_Instructions for the task_:
Please copy exactly the lines from the top of the data through the line containing "pub mod session;", and nothing else.

Stored items:

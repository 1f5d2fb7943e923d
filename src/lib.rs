//! Whoopee Chaos core crate.
//!
//! Click cushions before the round timer runs out; every round that sees at
//! least one click brings more cushions, a round with none ends the game.
//!
//! Game logic (`round`, `fx`, `session`, `data`) is plain Rust and runs and
//! tests natively. The browser host in `web` (wasm32 only) supplies the
//! interval clock, localStorage high score and HTML audio, and exposes the
//! session to JS.

use wasm_bindgen::prelude::*;

pub mod config;
pub mod data;
pub mod error;
pub mod fx;
pub mod rng;
pub mod round;
pub mod session;

#[cfg(target_arch = "wasm32")]
pub mod web;

pub use config::{FxConfig, GameConfig, SamplingPolicy};
pub use error::{CommandError, ConfigError, FxError, StorageError};
pub use fx::{FxPlayer, PlayOptions, SoundBackend, SoundId};
pub use round::{Command, GameHandle, GameState, InertGame, LastAction, Phase, RoundMachine, Target};
pub use session::{Dispatched, Session, TimedMessage};

// Optional small allocator for size (feature gated)
#[cfg(feature = "wee_alloc")]
#[global_allocator]
static ALLOC: wee_alloc::WeeAlloc = wee_alloc::WeeAlloc::INIT;

#[wasm_bindgen(start)]
pub fn wasm_start() {
    #[cfg(feature = "console_error_panic_hook")]
    console_error_panic_hook::set_once();
    // A second start (hot reload) finds the logger already installed; that is fine.
    let _ = console_log::init_with_level(log::Level::Info);
}
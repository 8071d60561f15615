//! Query Result - rows returned by the executor

use crate::candidate::SqlCandidate;
use serde::Serialize;
use serde_json::{Map, Value};

/// Tabular result of one validated query.
#[derive(Debug, Clone, Serialize)]
pub struct QueryResult {
    /// Column names in select-list order
    pub columns: Vec<String>,

    /// One JSON object per row, keyed by column name
    pub rows: Vec<Map<String, Value>>,

    pub row_count: usize,

    /// The result reached the row cap, so more rows may exist
    pub truncated: bool,

    pub row_cap: u64,

    /// Wall time spent inside the engine
    pub execution_time_ms: u64,

    /// The candidate that produced these rows, with any corrections applied
    pub candidate: SqlCandidate,
}

impl QueryResult {
    pub fn sql(&self) -> &str {
        &self.candidate.sql
    }

    pub fn is_empty(&self) -> bool {
        self.rows.is_empty()
    }

    /// Values of one column, in row order. Empty if the column is absent.
    pub fn column(&self, name: &str) -> Vec<&Value> {
        if !self.columns.iter().any(|c| c == name) {
            return Vec::new();
        }
        self.rows.iter().filter_map(|row| row.get(name)).collect()
    }
}
//! LLM SQL Generator
//!
//! One model call per question, bounded by a hard timeout. The reply is
//! trimmed down to SQL and its identifiers are checked against the schema
//! before it is handed back as a candidate. Failures come back typed; this
//! generator never retries and never falls back on its own.

use crate::candidate::{SqlCandidate, SqlOrigin};
use crate::config::EngineConfig;
use crate::error::{GenerationFailure, ValidationRejection};
use crate::generator::{GenerationRequest, SqlGenerator};
use crate::llm::{extract_sql, ChatModel, ChatPrompt};
use crate::schema_rag::ContextProvider;
use crate::validator::{IdentifierIssue, SqlValidator};
use async_trait::async_trait;
use std::sync::Arc;
use std::time::Duration;
use tracing::{info, warn};

const SYSTEM_PROMPT: &str = "You translate questions about a single table into one SQLite SELECT statement.
Rules:
- Reply with the SQL only. No markdown, no explanation.
- Use only the table and columns listed. Quote identifiers with double quotes.
- Exactly one read-only statement.
- Dates are ISO-8601 text; bucket them with strftime.";

pub struct LlmSqlGenerator {
    model: Arc<dyn ChatModel>,
    validator: SqlValidator,
    timeout: Duration,
    context_provider: Option<Arc<dyn ContextProvider>>,
    sample_values: usize,
    context_chars: usize,
}

impl LlmSqlGenerator {
    pub fn new(model: Arc<dyn ChatModel>, validator: SqlValidator, timeout: Duration) -> Self {
        Self {
            model,
            validator,
            timeout,
            context_provider: None,
            sample_values: 3,
            context_chars: 1400,
        }
    }

    pub fn from_config(model: Arc<dyn ChatModel>, config: &EngineConfig) -> Self {
        Self::new(
            model,
            SqlValidator::new(config.table_name.clone(), config.row_cap),
            config.llm_timeout(),
        )
        .with_prompt_limits(config.llm.sample_values, config.llm.context_chars)
    }

    pub fn with_context_provider(mut self, provider: Arc<dyn ContextProvider>) -> Self {
        self.context_provider = Some(provider);
        self
    }

    pub fn with_prompt_limits(mut self, sample_values: usize, context_chars: usize) -> Self {
        self.sample_values = sample_values;
        self.context_chars = context_chars;
        self
    }

    pub fn build_prompt(&self, request: &GenerationRequest<'_>) -> ChatPrompt {
        let mut user = request.schema.describe(self.sample_values);

        if let Some(context) = self
            .context_provider
            .as_ref()
            .and_then(|p| p.retrieve(request.question, request.schema))
        {
            let context: String = context.chars().take(self.context_chars).collect();
            user.push_str("\nRelevant columns:\n");
            user.push_str(&context);
            user.push('\n');
        }

        for turn in request.history {
            user.push_str(&format!(
                "\nPrevious question: {}\nPrevious SQL: {}\n",
                turn.question, turn.sql
            ));
        }

        user.push_str(&format!("\nQuestion: {}\nSQL:", request.question));

        ChatPrompt {
            system: SYSTEM_PROMPT.to_string(),
            user,
        }
    }
}

#[async_trait]
impl SqlGenerator for LlmSqlGenerator {
    fn origin(&self) -> SqlOrigin {
        SqlOrigin::Llm
    }

    async fn generate(&self, request: &GenerationRequest<'_>) -> Result<SqlCandidate, GenerationFailure> {
        let prompt = self.build_prompt(request);
        info!("Requesting SQL from model '{}'", self.model.name());

        let reply = match tokio::time::timeout(self.timeout, self.model.complete(&prompt)).await {
            Ok(reply) => reply?,
            Err(_) => {
                warn!("Model '{}' did not answer within {:?}", self.model.name(), self.timeout);
                return Err(GenerationFailure::Timeout(self.timeout.as_millis() as u64));
            }
        };

        let sql = extract_sql(&reply).ok_or_else(|| {
            let snippet: String = reply.chars().take(120).collect();
            GenerationFailure::Unparseable(format!("no SQL statement in reply: {}", snippet))
        })?;

        match self.validator.check_identifiers(&sql, request.schema) {
            Ok(()) => Ok(SqlCandidate::llm(sql)),
            Err(IdentifierIssue::Unparseable(message)) => {
                warn!("Model reply does not parse as SQL: {}", message);
                Err(GenerationFailure::Unparseable(format!("unparseable SQL: {}", message)))
            }
            Err(IdentifierIssue::Rejected(ValidationRejection::UnknownColumn(name)))
            | Err(IdentifierIssue::Rejected(ValidationRejection::UnknownTable(name))) => {
                warn!("Model referenced unknown identifier '{}'", name);
                Err(GenerationFailure::InvalidColumns(vec![name]))
            }
            // Structural problems in parsed SQL are the validator's call.
            Err(IdentifierIssue::Rejected(_)) => Ok(SqlCandidate::llm(sql)),
        }
    }
}
//! Error Classifier
//!
//! Maps transport and engine errors onto the typed failure taxonomy the
//! orchestrator reasons about.

use crate::error::{ExecutionFailure, GenerationFailure};
use reqwest::StatusCode;
use std::time::Duration;

/// Error classifier
pub struct ErrorClassifier;

impl ErrorClassifier {
    pub fn new() -> Self {
        Self
    }

    /// Classify a non-success HTTP status from the model endpoint.
    pub fn classify_status(&self, status: StatusCode, body: &str, budget: Duration) -> GenerationFailure {
        if status == StatusCode::TOO_MANY_REQUESTS {
            return GenerationFailure::RateLimited;
        }
        if status == StatusCode::REQUEST_TIMEOUT || status == StatusCode::GATEWAY_TIMEOUT {
            return GenerationFailure::Timeout(budget.as_millis() as u64);
        }
        let snippet: String = body.chars().take(200).collect();
        GenerationFailure::Unavailable(format!("HTTP {}: {}", status.as_u16(), snippet))
    }

    /// Classify a transport error raised before a status was available.
    pub fn classify_transport(&self, error: &reqwest::Error, budget: Duration) -> GenerationFailure {
        if error.is_timeout() {
            return GenerationFailure::Timeout(budget.as_millis() as u64);
        }
        if let Some(status) = error.status() {
            return self.classify_status(status, "", budget);
        }
        if error.is_decode() {
            return GenerationFailure::Unparseable(error.to_string());
        }
        GenerationFailure::Unavailable(error.to_string())
    }

    /// Classify a SQLite error raised while running a validated query.
    pub fn classify_execution(&self, error: &rusqlite::Error, budget: Duration) -> ExecutionFailure {
        match error {
            rusqlite::Error::SqliteFailure(inner, _)
                if inner.code == rusqlite::ErrorCode::OperationInterrupted =>
            {
                ExecutionFailure::Timeout {
                    budget_ms: budget.as_millis() as u64,
                }
            }
            other => ExecutionFailure::RuntimeError {
                message: other.to_string(),
            },
        }
    }
}

impl Default for ErrorClassifier {
    fn default() -> Self {
        Self::new()
    }
}

#[cfg(test)]
mod tests {
    use super::*;

    #[test]
    fn test_classify_rate_limit() {
        let classifier = ErrorClassifier::new();
        assert_eq!(
            classifier.classify_status(StatusCode::TOO_MANY_REQUESTS, "slow down", Duration::from_secs(1)),
            GenerationFailure::RateLimited
        );
    }

    #[test]
    fn test_classify_server_error() {
        let classifier = ErrorClassifier::new();
        let failure = classifier.classify_status(StatusCode::INTERNAL_SERVER_ERROR, "boom", Duration::from_secs(1));
        assert_eq!(failure.code(), "unavailable");
        assert!(failure.to_string().contains("500"));
    }

    #[test]
    fn test_classify_upstream_timeout() {
        let classifier = ErrorClassifier::new();
        for status in [StatusCode::REQUEST_TIMEOUT, StatusCode::GATEWAY_TIMEOUT] {
            assert_eq!(
                classifier.classify_status(status, "", Duration::from_millis(8000)),
                GenerationFailure::Timeout(8000)
            );
        }
    }

    #[test]
    fn test_classify_sqlite_interrupt() {
        let classifier = ErrorClassifier::new();
        let interrupted = rusqlite::Error::SqliteFailure(
            rusqlite::ffi::Error::new(rusqlite::ffi::SQLITE_INTERRUPT),
            None,
        );
        assert_eq!(
            classifier.classify_execution(&interrupted, Duration::from_millis(250)),
            ExecutionFailure::Timeout { budget_ms: 250 }
        );

        let other = rusqlite::Error::InvalidQuery;
        assert!(matches!(
            classifier.classify_execution(&other, Duration::from_millis(250)),
            ExecutionFailure::RuntimeError { .. }
        ));
    }
}
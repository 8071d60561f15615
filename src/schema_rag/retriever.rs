//! Schema RAG Retriever
//!
//! Scores one profile chunk per column by word overlap with the question and
//! returns the best chunks. Name words weigh more than sample values.

use crate::fuzzy_matcher::ColumnMatcher;
use crate::schema::{ColumnSchema, Schema};
use crate::schema_rag::ContextProvider;
use itertools::Itertools;
use std::collections::HashSet;

const NAME_WEIGHT: usize = 2;
const VALUE_WEIGHT: usize = 1;

/// A column profile with its retrieval score.
#[derive(Debug, Clone)]
pub struct RetrievedChunk {
    pub column: String,
    pub text: String,
    pub score: usize,
}

/// Column-profile retriever
pub struct SchemaProfileRetriever {
    matcher: ColumnMatcher,
    max_chunks: usize,
}

impl Default for SchemaProfileRetriever {
    fn default() -> Self {
        Self::new(4)
    }
}

impl SchemaProfileRetriever {
    pub fn new(max_chunks: usize) -> Self {
        Self {
            matcher: ColumnMatcher::default(),
            max_chunks,
        }
    }

    pub fn rank(&self, question: &str, schema: &Schema) -> Vec<RetrievedChunk> {
        let question_words: HashSet<String> = self
            .matcher
            .normalize(question)
            .split(' ')
            .filter(|w| w.len() > 1)
            .map(str::to_string)
            .collect();

        let chunks: Vec<(usize, RetrievedChunk)> = schema
            .columns()
            .iter()
            .enumerate()
            .filter_map(|(idx, column)| {
                let score = self.score(&question_words, column);
                (score > 0).then(|| {
                    (
                        idx,
                        RetrievedChunk {
                            column: column.name.clone(),
                            text: profile(column),
                            score,
                        },
                    )
                })
            })
            .collect();

        chunks
            .into_iter()
            .sorted_by(|(a_idx, a), (b_idx, b)| b.score.cmp(&a.score).then(a_idx.cmp(b_idx)))
            .take(self.max_chunks)
            .map(|(_, chunk)| chunk)
            .collect()
    }

    fn score(&self, question_words: &HashSet<String>, column: &ColumnSchema) -> usize {
        let name = self.matcher.normalize(&column.name);
        let name_hits = name.split(' ').filter(|w| question_words.contains(*w)).count();

        let value_words: HashSet<String> = column
            .stats
            .samples
            .iter()
            .flat_map(|s| {
                self.matcher
                    .normalize(s)
                    .split(' ')
                    .map(str::to_string)
                    .collect::<Vec<_>>()
            })
            .collect();
        let value_hits = value_words.iter().filter(|w| question_words.contains(*w)).count();

        name_hits * NAME_WEIGHT + value_hits * VALUE_WEIGHT
    }
}

impl ContextProvider for SchemaProfileRetriever {
    fn retrieve(&self, question: &str, schema: &Schema) -> Option<String> {
        let chunks = self.rank(question, schema);
        if chunks.is_empty() {
            return None;
        }
        Some(chunks.iter().map(|c| c.text.as_str()).join("\n"))
    }
}

fn profile(column: &ColumnSchema) -> String {
    let stats = &column.stats;
    let mut text = format!(
        "{} is {}: {} distinct, {} null",
        column.name, column.column_type, stats.distinct, stats.nulls
    );
    if let Some(ref numeric) = stats.numeric {
        text.push_str(&format!(", mean {:.2}", numeric.mean));
    }
    if let Some(ref dates) = stats.dates {
        text.push_str(&format!(", {} to {}", dates.earliest, dates.latest));
    }
    if !stats.samples.is_empty() {
        text.push_str(&format!(", values {}", stats.samples.join(", ")));
    }
    text
}

#[cfg(test)]
mod tests {
    use super::*;
    use crate::dataset::RawTable;
    use crate::schema::SchemaInference;

    fn schema() -> Schema {
        let raw = RawTable::new(
            vec!["department".to_string(), "daily_rate".to_string(), "job_role".to_string()],
            vec![
                vec!["Sales".to_string(), "1102".to_string(), "Manager".to_string()],
                vec!["Research".to_string(), "279".to_string(), "Scientist".to_string()],
                vec!["Sales".to_string(), "1373".to_string(), "Manager".to_string()],
            ],
        );
        SchemaInference::default().infer("data", &raw).unwrap()
    }

    #[test]
    fn test_name_hits_rank_first() {
        let retriever = SchemaProfileRetriever::default();
        let chunks = retriever.rank("daily rate of managers in sales", &schema());
        assert_eq!(chunks[0].column, "daily_rate");
        let columns: Vec<&str> = chunks.iter().map(|c| c.column.as_str()).collect();
        assert!(columns.contains(&"department"));
        assert!(columns.contains(&"job_role"));
    }

    #[test]
    fn test_no_overlap_gives_no_context() {
        let retriever = SchemaProfileRetriever::default();
        assert!(retriever.retrieve("what is the weather", &schema()).is_none());
    }

    #[test]
    fn test_chunk_limit() {
        let retriever = SchemaProfileRetriever::new(1);
        let context = retriever.retrieve("department sales rate", &schema()).unwrap();
        assert_eq!(context.lines().count(), 1);
    }
}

_Final answer_:
repository 1f5d2fb7943e923d
filename src/lib.rs
//! Whoopee Chaos core crate.
//!
//! Click cushions before the round timer runs out; every round that sees at
//! least one click brings more cushions, a round with none ends the game.
//!
//! Game logic (`round`, `fx`, `session`, `data`) is plain Rust and runs and
//! tests natively. The browser host in `web` (wasm32 only) supplies the
//! interval clock, localStorage high score and HTML audio, and exposes the
//! session to JS.

use wasm_bindgen::prelude::*;

pub mod config;
pub mod data;
pub mod error;
pub mod fx;
pub mod rng;
pub mod round;
pub mod session;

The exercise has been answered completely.